9. Warranty of Services
- Securosys warrants the Service as described in the applicable Service Level and Support Services appendix and the applicable Service Description.
- Securosys actively monitors the market regarding security vulnerabilities and threats to its Licensed Material that become known and maintains a vulnerability-management process for the Service and for delivered Software components. If such vulnerabilities or threats become known, Securosys takes the necessary measures without undue delay to remedy such vulnerabilities and prevent security threats. Securosys further proactively informs the Subscriber of such vulnerabilities or threats as soon as they become known, so that the Subscriber can assess the corresponding risk, and will promptly provide the Subscriber with the measures taken to prevent them, in particular bug fixes, updates and other remediation measures, without additional cost. For any Software components delivered to the Subscriber (including client-side providers/tools), the Subscriber remains responsible for deploying updates and mitigation guidance in its own environment.

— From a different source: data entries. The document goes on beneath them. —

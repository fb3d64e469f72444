//! Provider webhook event envelope.
//!
//! Only parse a body into an event after it passed
//! [`Verifier::verify`](crate::webhook::Verifier::verify).

use crate::error::Result;
use chrono::{DateTime, Utc};
use serde::{Deserialize, Serialize};
use serde_json::Value;
use std::fmt;

/// Envelope shared by every webhook delivery.
#[derive(Debug, Clone, PartialEq, Serialize, Deserialize)]
pub struct WebhookEvent {
    /// API version that produced the event.
    pub api_version: String,
    /// Unique event id, stable across redeliveries.
    pub event_id: String,
    /// Category, e.g. `customer` or `transfer`.
    pub event_category: String,
    /// Fully qualified type, e.g. `customer.updated`.
    pub event_type: String,
    /// Id of the object the event is about.
    pub event_object_id: String,
    /// Status of the object after the event, if it has one.
    #[serde(default)]
    pub event_object_status: Option<String>,
    /// Snapshot of the object.
    #[serde(default)]
    pub event_object: Value,
    /// Changed fields as `[before, after]` pairs.
    #[serde(default)]
    pub event_object_changes: Option<Value>,
    /// When the provider created the event.
    pub event_created_at: DateTime<Utc>,
}

impl WebhookEvent {
    /// Parse a verified raw body.
    ///
    /// # Errors
    ///
    /// Returns [`crate::Error::Event`] if the body is not an event envelope.
    pub fn from_slice(raw_body: &[u8]) -> Result<Self> {
        Ok(serde_json::from_slice(raw_body)?)
    }

    /// Parsed event category.
    #[must_use]
    pub fn category(&self) -> EventCategory {
        EventCategory::from(self.event_category.as_str())
    }
}

/// Known event categories.
#[derive(Debug, Clone, PartialEq, Eq, Hash)]
pub enum EventCategory {
    /// Customer created or updated.
    Customer,
    /// KYC link progress.
    KycLink,
    /// Funds drained from a liquidation address.
    LiquidationAddressDrain,
    /// Activity on a static memo.
    StaticMemoActivity,
    /// Transfer state change.
    Transfer,
    /// Deposit activity on a virtual account.
    VirtualAccountActivity,
    /// Card account change.
    CardAccount,
    /// Card authorization or transaction.
    CardTransaction,
    /// Posted card account transaction.
    PostedCardAccountTransaction,
    /// Card withdrawal.
    CardWithdrawal,
    /// External bank account change.
    ExternalAccount,
    /// Custodial wallet change.
    Wallet,
    /// Any category not listed above.
    Other(String),
}

impl EventCategory {
    /// Wire name of the category.
    #[must_use]
    pub fn as_str(&self) -> &str {
        match self {
            Self::Customer => "customer",
            Self::KycLink => "kyc_link",
            Self::LiquidationAddressDrain => "liquidation_address.drain",
            Self::StaticMemoActivity => "static_memo.activity",
            Self::Transfer => "transfer",
            Self::VirtualAccountActivity => "virtual_account.activity",
            Self::CardAccount => "card_account",
            Self::CardTransaction => "card_transaction",
            Self::PostedCardAccountTransaction => "posted_card_account_transaction",
            Self::CardWithdrawal => "card_withdrawal",
            Self::ExternalAccount => "external_account",
            Self::Wallet => "wallet",
            Self::Other(name) => name,
        }
    }
}

impl From<&str> for EventCategory {
    fn from(name: &str) -> Self {
        match name {
            "customer" => Self::Customer,
            "kyc_link" => Self::KycLink,
            "liquidation_address.drain" => Self::LiquidationAddressDrain,
            "static_memo.activity" => Self::StaticMemoActivity,
            "transfer" => Self::Transfer,
            "virtual_account.activity" => Self::VirtualAccountActivity,
            "card_account" => Self::CardAccount,
            "card_transaction" => Self::CardTransaction,
            "posted_card_account_transaction" => Self::PostedCardAccountTransaction,
            "card_withdrawal" => Self::CardWithdrawal,
            "external_account" => Self::ExternalAccount,
            "wallet" => Self::Wallet,
            other => Self::Other(other.to_string()),
        }
    }
}

impl fmt::Display for EventCategory {
    fn fmt(&self, f: &mut fmt::Formatter<'_>) -> fmt::Result {
        f.write_str(self.as_str())
    }
}
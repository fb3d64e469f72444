//! Wall clock abstraction for freshness checks.

use chrono::Utc;

/// Source of the current time in Unix milliseconds.
pub trait Clock: Send + Sync {
    /// Current time in Unix milliseconds.
    fn now_ms(&self) -> i64;
}

/// The system wall clock.
#[derive(Debug, Clone, Copy, Default)]
pub struct SystemClock;

impl Clock for SystemClock {
    fn now_ms(&self) -> i64 {
        Utc::now().timestamp_millis()
    }
}

/// A clock frozen at a given instant.
#[derive(Debug, Clone, Copy, PartialEq, Eq)]
pub struct FixedClock(pub i64);

impl Clock for FixedClock {
    fn now_ms(&self) -> i64 {
        self.0
    }
}
//! Packing of normalised channel values into integers.
//!
//! Channels are scaled by [`COLOUR_CHANNEL_SCALE`], truncated toward zero and masked to
//! their low byte. Nothing is clamped first, so values outside `[0, 1]` wrap around.

use crate::core::config::{COLOUR_CHANNEL_MASK, COLOUR_CHANNEL_SCALE, COLOUR_HIGH_SHIFT};

/// Converts a normalised channel value to its packed byte.
///
/// # Examples
///
/// ```
/// use vector2::util::colour;
/// assert_eq!(colour::channel_byte(1.0), 255);
/// assert_eq!(colour::channel_byte(0.5), 127); // 127.5 truncates toward zero
/// assert_eq!(colour::channel_byte(-0.5), 129); // -127 & 0xFF
/// assert_eq!(colour::channel_byte(2.0), 254); // 510 & 0xFF
/// ```
#[must_use]
#[allow(
    clippy::cast_possible_truncation,
    clippy::cast_sign_loss,
    clippy::cast_precision_loss
)]
pub fn channel_byte(value: f64) -> u8 {
    // Integer wrap-around of the truncated value, computed exactly in floating point.
    // NaN and +-inf stay NaN here and cast to 0; so does anything too large to have a
    // non-zero low byte.
    let modulus = (COLOUR_CHANNEL_MASK + 1) as f64;
    (value * COLOUR_CHANNEL_SCALE).trunc().rem_euclid(modulus) as u8
}

/// Places `high` in bits 8-15 and `low` in bits 0-7.
#[must_use]
pub fn pack_u16(high: u8, low: u8) -> u16 {
    (u16::from(high) << COLOUR_HIGH_SHIFT) | u16::from(low)
}

/// Splits a packed value into its `(high, low)` bytes.
#[must_use]
pub fn unpack_u16(packed: u16) -> (u8, u8) {
    let [high, low] = packed.to_be_bytes();
    (high, low)
}

/// Converts a byte back to a normalised channel value.
#[must_use]
pub fn channel_value(byte: u8) -> f64 {
    f64::from(byte) / COLOUR_CHANNEL_SCALE
}

#[cfg(test)]
mod tests {
    use super::*;

    #[test]
    fn channel_byte_truncates() {
        assert_eq!(channel_byte(0.0), 0);
        assert_eq!(channel_byte(1.0), 255);
        assert_eq!(channel_byte(0.999), 254);
        assert_eq!(channel_byte(0.5), 127);
    }

    #[test]
    fn channel_byte_wraps_out_of_range() {
        assert_eq!(channel_byte(-0.5), 129);
        assert_eq!(channel_byte(2.0), 254);
        assert_eq!(channel_byte(-1.0), 1);
    }

    #[test]
    fn channel_byte_non_finite() {
        assert_eq!(channel_byte(f64::NAN), 0);
        assert_eq!(channel_byte(f64::INFINITY), 0);
        assert_eq!(channel_byte(f64::NEG_INFINITY), 0);
    }

    #[test]
    fn channel_byte_huge_values_have_zero_low_byte() {
        assert_eq!(channel_byte(1e30), 0);
        assert_eq!(channel_byte(-1e30), 0);
        assert_eq!(channel_byte(f64::MAX), 0);
        // (2^40 + 3) * 255 is still exact: 765 & 0xFF = 253.
        assert_eq!(channel_byte(2f64.powi(40) + 3.0), 253);
    }

    #[test]
    fn pack_and_unpack() {
        assert_eq!(pack_u16(0xFF, 0xFF), 0xFFFF);
        assert_eq!(pack_u16(0x12, 0x34), 0x1234);
        assert_eq!(pack_u16(0, 0), 0);
        assert_eq!(unpack_u16(0x1234), (0x12, 0x34));
    }

    #[test]
    fn channel_value_inverts_byte() {
        assert_eq!(channel_value(0), 0.0);
        assert_eq!(channel_value(255), 1.0);
        assert_eq!(channel_value(51), 0.2);
    }
}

Securosys will support coordinated vulnerability disclosure for Security Vulnerabilities affecting the Service or delivered Software in accordance with the Documentation.

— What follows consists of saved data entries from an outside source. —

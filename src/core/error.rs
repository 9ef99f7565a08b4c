//! Error types for vector arithmetic.
//!
//! Failures are reported before any destination is written, so a caller that receives an
//! error still holds its inputs exactly as they were.

use crate::util::linalg::Vector2;
use thiserror::Error;

/// Errors that can occur during [`Vector2`] operations.
///
/// ## Example
///
/// ```rust
/// use vector2::core::prelude::*;
///
/// match linalg::divide(Vector2::new(4.0, 6.0), 0.0) {
///     Ok(v) => println!("quotient: {v}"),
///     Err(LinalgError::DivisionByZero { dividend }) => eprintln!("cannot divide {dividend}"),
/// }
/// ```
#[derive(Error, Debug, Clone, PartialEq)]
pub enum LinalgError {
    /// A vector was divided by a scalar equal to zero (either sign).
    #[error("division by zero: cannot divide {dividend} by 0")]
    DivisionByZero {
        /// The vector that was to be divided.
        dividend: Vector2,
    },
}

/// Result type alias for fallible vector operations.
pub type LinalgResult<T> = Result<T, LinalgError>;

#[cfg(test)]
mod tests {
    use super::*;

    #[test]
    fn error_display() {
        let err = LinalgError::DivisionByZero {
            dividend: Vector2::new(1.5, -2.0),
        };
        assert_eq!(
            err.to_string(),
            "division by zero: cannot divide Vector2(1.5, -2) by 0"
        );
    }

    #[test]
    fn error_is_send_sync() {
        fn assert_send_sync<T: Send + Sync + 'static>() {}
        assert_send_sync::<LinalgError>();
    }

    #[test]
    fn error_converts_to_anyhow() {
        fn fallible() -> anyhow::Result<Vector2> {
            Ok(crate::util::linalg::divide(Vector2::one(), 0.0)?)
        }
        let err = fallible().unwrap_err();
        assert!(matches!(
            err.downcast_ref::<LinalgError>(),
            Some(LinalgError::DivisionByZero { .. })
        ));
    }
}
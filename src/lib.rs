pub mod core;
pub mod util;
#[allow(unused_imports)]
pub use num_traits;

#[allow(unused_imports)]
pub use anyhow::{anyhow, bail, Context, Result};
#[allow(unused_imports)]
pub use tracing::{error, info, warn};

#[allow(unused_imports)]
pub use crate::{
    core::{config::*, error::LinalgError},
    util::{colour, linalg, linalg::Vector2, setup_log},
};
#[allow(unused_imports)]
use crate::core::prelude::*;

use crate::core::error::LinalgResult;
use crate::util::colour;
use num_traits::Zero;
use serde::{Deserialize, Serialize};
use std::iter::Sum;
use std::{
    fmt,
    fmt::Formatter,
    ops::{Add, AddAssign, Mul, MulAssign, Neg, Sub, SubAssign},
};

/// A 2D vector using 64-bit floating point coordinates.
///
/// Every transform comes in three flavours that share one definition of the arithmetic:
///
/// - a free function in this module, e.g. [`add()`], that returns a fresh [`Vector2`];
/// - a `_into` free function, e.g. [`add_into()`], that writes into an existing vector;
/// - an `_in_place` method, e.g. [`Vector2::add_in_place()`], that updates the receiver and
///   returns it so that calls can be chained.
///
/// # Examples
///
/// ```
/// use vector2::core::prelude::*;
///
/// let v1 = Vector2::new(3.0, 4.0);
/// let v2 = Vector2::new(1.0, 2.0);
/// assert_eq!(linalg::add(v1, v2), Vector2::new(4.0, 6.0));
///
/// let mut v3 = v1;
/// v3.add_in_place(v2).multiply_in_place(2.0);
/// assert_eq!(v3, Vector2::new(8.0, 12.0));
/// ```
///
/// # Equality
/// [`PartialEq`] compares components exactly. Use [`Vector2::almost_eq()`] to compare within
/// [`EPSILON`](crate::core::config::EPSILON).
#[derive(Default, Debug, Copy, Clone, PartialEq, Serialize, Deserialize)]
pub struct Vector2 {
    pub x: f64,
    pub y: f64,
}

impl Vector2 {
    /// Creates a vector from its components, stored verbatim.
    #[must_use]
    pub const fn new(x: f64, y: f64) -> Vector2 {
        Vector2 { x, y }
    }
    /// Returns a vector with both components set to 0.0.
    #[must_use]
    pub const fn zero() -> Vector2 {
        Vector2 { x: 0.0, y: 0.0 }
    }
    /// Returns a vector with both components set to 1.0.
    #[must_use]
    pub const fn one() -> Vector2 {
        Vector2 { x: 1.0, y: 1.0 }
    }

    /// Creates a new vector with both components set to the given value.
    ///
    /// # Examples
    ///
    /// ```
    /// use vector2::core::prelude::*;
    /// let vec = Vector2::splat(3.0);
    /// assert_eq!(vec.x, 3.0);
    /// assert_eq!(vec.y, 3.0);
    /// ```
    #[must_use]
    pub const fn splat(v: f64) -> Vector2 {
        Vector2 { x: v, y: v }
    }

    /// Returns the squared length of the vector.
    #[must_use]
    pub fn length_squared(&self) -> f64 {
        self.dot(*self)
    }

    /// Returns the length of the vector, `sqrt(x*x + y*y)`.
    ///
    /// # Examples
    ///
    /// ```
    /// use vector2::core::prelude::*;
    /// assert_eq!(Vector2::new(3.0, 4.0).length(), 5.0);
    /// ```
    #[must_use]
    pub fn length(&self) -> f64 {
        self.length_squared().sqrt()
    }

    /// Computes the dot product of two vectors.
    ///
    /// # Examples
    ///
    /// ```
    /// use vector2::core::prelude::*;
    /// let v1 = Vector2::new(2.0, 3.0);
    /// let v2 = Vector2::new(4.0, 5.0);
    /// assert_eq!(v1.dot(v2), 23.0); // 2*4 + 3*5
    /// ```
    #[must_use]
    pub fn dot(&self, other: Vector2) -> f64 {
        self.x * other.x + self.y * other.y
    }

    /// Computes the Euclidean distance between two points.
    ///
    /// # Examples
    ///
    /// ```
    /// use vector2::core::prelude::*;
    /// let p1 = Vector2::zero();
    /// let p2 = Vector2::new(3.0, 4.0);
    /// assert_eq!(p1.distance(p2), 5.0);
    /// ```
    #[must_use]
    pub fn distance(&self, other: Vector2) -> f64 {
        let dx = self.x - other.x;
        let dy = self.y - other.y;
        (dx * dx + dy * dy).sqrt()
    }

    /// Packs the vector into a 16-bit integer, `x` in the high byte and `y` in the low byte.
    ///
    /// Each component is scaled by 255, truncated toward zero and masked to 8 bits. There is
    /// no clamping, so components outside `[0, 1]` wrap around.
    ///
    /// # Examples
    ///
    /// ```
    /// use vector2::core::prelude::*;
    /// assert_eq!(Vector2::new(1.0, 1.0).to_colour_int(), 0xFFFF);
    /// assert_eq!(Vector2::new(1.0, 0.0).to_colour_int(), 0xFF00);
    /// assert_eq!(Vector2::zero().to_colour_int(), 0);
    /// ```
    #[must_use]
    pub fn to_colour_int(&self) -> u16 {
        colour::pack_u16(colour::channel_byte(self.x), colour::channel_byte(self.y))
    }

    /// Unpacks a value produced by [`Vector2::to_colour_int()`]. Components land in `[0, 1]`.
    #[must_use]
    pub fn from_colour_int(packed: u16) -> Vector2 {
        let (high, low) = colour::unpack_u16(packed);
        Vector2 {
            x: colour::channel_value(high),
            y: colour::channel_value(low),
        }
    }

    /// Returns the components as `[x, y]`.
    #[must_use]
    pub fn raw(&self) -> [f64; 2] {
        [self.x, self.y]
    }

    pub fn is_finite(&self) -> bool {
        self.x.is_finite() && self.y.is_finite()
    }

    /// Checks if the vector is approximately equal to another vector.
    ///
    /// Two vectors are considered approximately equal if the length of their difference
    /// is less than [`EPSILON`](crate::core::config::EPSILON).
    pub fn almost_eq(&self, rhs: Vector2) -> bool {
        (*self - rhs).length() < EPSILON
    }

    /// Normalises this vector. A zero-length vector becomes exactly `(0, 0)`.
    ///
    /// # Examples
    ///
    /// ```
    /// use vector2::core::prelude::*;
    /// let mut v = Vector2::new(3.0, 4.0);
    /// v.normalize_in_place();
    /// assert!(v.almost_eq(Vector2::new(0.6, 0.8)));
    /// ```
    pub fn normalize_in_place(&mut self) -> &mut Self {
        normalize_into(*self, self)
    }
    /// Replaces each component with its absolute value.
    pub fn abs_in_place(&mut self) -> &mut Self {
        abs_into(*self, self)
    }
    /// Clamps each component into `[0, 1]`.
    pub fn clamp_in_place(&mut self) -> &mut Self {
        clamp_into(*self, self)
    }
    pub fn add_in_place(&mut self, rhs: Vector2) -> &mut Self {
        add_into(*self, rhs, self)
    }
    pub fn subtract_in_place(&mut self, rhs: Vector2) -> &mut Self {
        subtract_into(*self, rhs, self)
    }
    pub fn multiply_in_place(&mut self, scalar: f64) -> &mut Self {
        multiply_into(*self, scalar, self)
    }
    pub fn multiply_vec_in_place(&mut self, rhs: Vector2) -> &mut Self {
        multiply_vec_into(*self, rhs, self)
    }
    /// Divides this vector by `scalar`.
    ///
    /// # Errors
    /// Returns [`LinalgError::DivisionByZero`] if `scalar` is zero, leaving `self` unchanged.
    ///
    /// # Examples
    ///
    /// ```
    /// use vector2::core::prelude::*;
    /// let mut v = Vector2::new(4.0, 6.0);
    /// v.divide_in_place(2.0)?.add_in_place(Vector2::one());
    /// assert_eq!(v, Vector2::new(3.0, 4.0));
    ///
    /// assert!(v.divide_in_place(0.0).is_err());
    /// assert_eq!(v, Vector2::new(3.0, 4.0));
    /// # Ok::<(), LinalgError>(())
    /// ```
    pub fn divide_in_place(&mut self, scalar: f64) -> LinalgResult<&mut Self> {
        divide_into(*self, scalar, self)
    }
}

/// Computes the dot product of `lhs` and `rhs`.
#[must_use]
pub fn dot(lhs: Vector2, rhs: Vector2) -> f64 {
    lhs.dot(rhs)
}

/// Computes the Euclidean distance between `lhs` and `rhs`.
#[must_use]
pub fn distance(lhs: Vector2, rhs: Vector2) -> f64 {
    lhs.distance(rhs)
}

/// Writes the normalised `vector` into `out`.
///
/// The components are multiplied by the reciprocal of the length. If the length is not
/// positive, `out` is set to exactly `(0, 0)`.
pub fn normalize_into(vector: Vector2, out: &mut Vector2) -> &mut Vector2 {
    let len = vector.length();
    if len > 0.0 {
        let inv_len = 1.0 / len;
        out.x = vector.x * inv_len;
        out.y = vector.y * inv_len;
    } else {
        out.x = 0.0;
        out.y = 0.0;
    }
    out
}

/// Returns a normalised (unit) vector in the same direction as `vector`.
///
/// # Examples
///
/// ```
/// use vector2::core::prelude::*;
/// let n = linalg::normalize(Vector2::new(0.0, -2.0));
/// assert_eq!(n, Vector2::new(0.0, -1.0));
/// assert_eq!(linalg::normalize(Vector2::zero()), Vector2::zero());
/// ```
#[must_use]
pub fn normalize(vector: Vector2) -> Vector2 {
    let mut rv = Vector2::zero();
    normalize_into(vector, &mut rv);
    rv
}

pub fn abs_into(vector: Vector2, out: &mut Vector2) -> &mut Vector2 {
    out.x = vector.x.abs();
    out.y = vector.y.abs();
    out
}

/// Returns a new vector with the absolute values of each component. That is, it always lies
/// in the first quadrant.
///
/// # Examples
///
/// ```
/// use vector2::core::prelude::*;
/// assert_eq!(linalg::abs(Vector2::new(-3.0, -2.0)), Vector2::new(3.0, 2.0));
/// ```
#[must_use]
pub fn abs(vector: Vector2) -> Vector2 {
    let mut rv = Vector2::zero();
    abs_into(vector, &mut rv);
    rv
}

pub fn clamp_into(vector: Vector2, out: &mut Vector2) -> &mut Vector2 {
    out.x = vector.x.min(1.0).max(0.0);
    out.y = vector.y.min(1.0).max(0.0);
    out
}

/// Clamps each component into the closed interval `[0, 1]`.
///
/// # Examples
///
/// ```
/// use vector2::core::prelude::*;
/// assert_eq!(linalg::clamp(Vector2::new(-1.0, 2.0)), Vector2::new(0.0, 1.0));
/// assert_eq!(linalg::clamp(Vector2::new(0.25, 0.75)), Vector2::new(0.25, 0.75));
/// ```
#[must_use]
pub fn clamp(vector: Vector2) -> Vector2 {
    let mut rv = Vector2::zero();
    clamp_into(vector, &mut rv);
    rv
}

pub fn add_into(lhs: Vector2, rhs: Vector2, out: &mut Vector2) -> &mut Vector2 {
    out.x = lhs.x + rhs.x;
    out.y = lhs.y + rhs.y;
    out
}

#[must_use]
pub fn add(lhs: Vector2, rhs: Vector2) -> Vector2 {
    let mut rv = Vector2::zero();
    add_into(lhs, rhs, &mut rv);
    rv
}

pub fn subtract_into(lhs: Vector2, rhs: Vector2, out: &mut Vector2) -> &mut Vector2 {
    out.x = lhs.x - rhs.x;
    out.y = lhs.y - rhs.y;
    out
}

/// Returns `lhs - rhs`.
#[must_use]
pub fn subtract(lhs: Vector2, rhs: Vector2) -> Vector2 {
    let mut rv = Vector2::zero();
    subtract_into(lhs, rhs, &mut rv);
    rv
}

pub fn multiply_into(lhs: Vector2, scalar: f64, out: &mut Vector2) -> &mut Vector2 {
    out.x = lhs.x * scalar;
    out.y = lhs.y * scalar;
    out
}

#[must_use]
pub fn multiply(lhs: Vector2, scalar: f64) -> Vector2 {
    let mut rv = Vector2::zero();
    multiply_into(lhs, scalar, &mut rv);
    rv
}

pub fn multiply_vec_into(lhs: Vector2, rhs: Vector2, out: &mut Vector2) -> &mut Vector2 {
    out.x = lhs.x * rhs.x;
    out.y = lhs.y * rhs.y;
    out
}

/// Performs a component-wise multiplication of two vectors.
///
/// # Examples
///
/// ```
/// use vector2::core::prelude::*;
/// let v1 = Vector2::new(2.0, 3.0);
/// let v2 = Vector2::new(4.0, 5.0);
/// assert_eq!(linalg::multiply_vec(v1, v2), Vector2::new(8.0, 15.0));
/// ```
#[must_use]
pub fn multiply_vec(lhs: Vector2, rhs: Vector2) -> Vector2 {
    let mut rv = Vector2::zero();
    multiply_vec_into(lhs, rhs, &mut rv);
    rv
}

/// Writes `lhs / scalar` into `out`.
///
/// # Errors
/// Returns [`LinalgError::DivisionByZero`] if `scalar` is zero. The check happens before
/// anything is written, so `out` is untouched on failure.
pub fn divide_into(lhs: Vector2, scalar: f64, out: &mut Vector2) -> LinalgResult<&mut Vector2> {
    #[allow(clippy::float_cmp)]
    if scalar == 0.0 {
        warn!("divide(): refusing to divide {} by zero", lhs);
        return Err(LinalgError::DivisionByZero { dividend: lhs });
    }
    out.x = lhs.x / scalar;
    out.y = lhs.y / scalar;
    Ok(out)
}

/// Divides each component by `scalar`.
///
/// # Errors
/// Returns [`LinalgError::DivisionByZero`] if `scalar` is zero.
///
/// # Examples
///
/// ```
/// use vector2::core::prelude::*;
/// assert_eq!(linalg::divide(Vector2::new(4.0, 6.0), 2.0), Ok(Vector2::new(2.0, 3.0)));
/// assert!(linalg::divide(Vector2::new(4.0, 6.0), 0.0).is_err());
/// ```
pub fn divide(lhs: Vector2, scalar: f64) -> LinalgResult<Vector2> {
    let mut rv = Vector2::zero();
    divide_into(lhs, scalar, &mut rv)?;
    Ok(rv)
}

impl Zero for Vector2 {
    fn zero() -> Self {
        Vector2::zero()
    }

    fn is_zero(&self) -> bool {
        self.x.is_zero() && self.y.is_zero()
    }
}

impl From<[f64; 2]> for Vector2 {
    fn from(value: [f64; 2]) -> Self {
        Vector2 {
            x: value[0],
            y: value[1],
        }
    }
}
impl From<(f64, f64)> for Vector2 {
    fn from(value: (f64, f64)) -> Self {
        Vector2 {
            x: value.0,
            y: value.1,
        }
    }
}

impl From<Vector2> for [f64; 2] {
    fn from(value: Vector2) -> Self {
        value.raw()
    }
}

impl fmt::Display for Vector2 {
    fn fmt(&self, f: &mut Formatter<'_>) -> fmt::Result {
        let precision = f.precision();

        write!(f, "Vector2(")?;
        if let Some(p) = precision {
            write!(f, "{0:.1$}", self.x, p)?;
            write!(f, ", {0:.1$}", self.y, p)?;
        } else {
            write!(f, "{}, {}", self.x, self.y)?;
        }
        write!(f, ")")
    }
}

impl Add<Vector2> for Vector2 {
    type Output = Vector2;

    fn add(self, rhs: Vector2) -> Self::Output {
        add(self, rhs)
    }
}
impl AddAssign<Vector2> for Vector2 {
    fn add_assign(&mut self, rhs: Vector2) {
        self.add_in_place(rhs);
    }
}

impl Sub<Vector2> for Vector2 {
    type Output = Vector2;

    fn sub(self, rhs: Vector2) -> Self::Output {
        subtract(self, rhs)
    }
}
impl SubAssign<Vector2> for Vector2 {
    fn sub_assign(&mut self, rhs: Vector2) {
        self.subtract_in_place(rhs);
    }
}

impl Sum<Vector2> for Vector2 {
    fn sum<I: Iterator<Item = Vector2>>(iter: I) -> Self {
        iter.fold(Vector2::zero(), add)
    }
}

impl Mul<f64> for Vector2 {
    type Output = Vector2;

    fn mul(self, rhs: f64) -> Self::Output {
        multiply(self, rhs)
    }
}
impl Mul<Vector2> for f64 {
    type Output = Vector2;

    fn mul(self, rhs: Vector2) -> Self::Output {
        multiply(rhs, self)
    }
}
impl MulAssign<f64> for Vector2 {
    fn mul_assign(&mut self, rhs: f64) {
        self.multiply_in_place(rhs);
    }
}

impl Neg for Vector2 {
    type Output = Vector2;

    fn neg(self) -> Self::Output {
        Vector2 {
            x: -self.x,
            y: -self.y,
        }
    }
}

- Subject to delivery of the Licensed Material without warranty (i.e., trial versions, free-of-charge Platform access), Securosys warrants that the Platform meets the specification in the Documentation at the time of conclusion of this Agreement.
- The Subscriber undertakes to test the Licensed Material prior to any productive Use. The Subscriber acknowledges and agrees that after termination of this Agreement any remote access to the servers of Securosys cease. Securosys will delete data, content and information transmitted to the Service after termination of this Agreement upon written cancellation order. In case the Subscriber does not provide a cancellation order, Securosys will send two reminders with a grace period of ten (10) days each before deleting the data. Securosys may charge reasonable fees for the storage of the Subscriber’s data, content and information beyond the termination of the Agreement.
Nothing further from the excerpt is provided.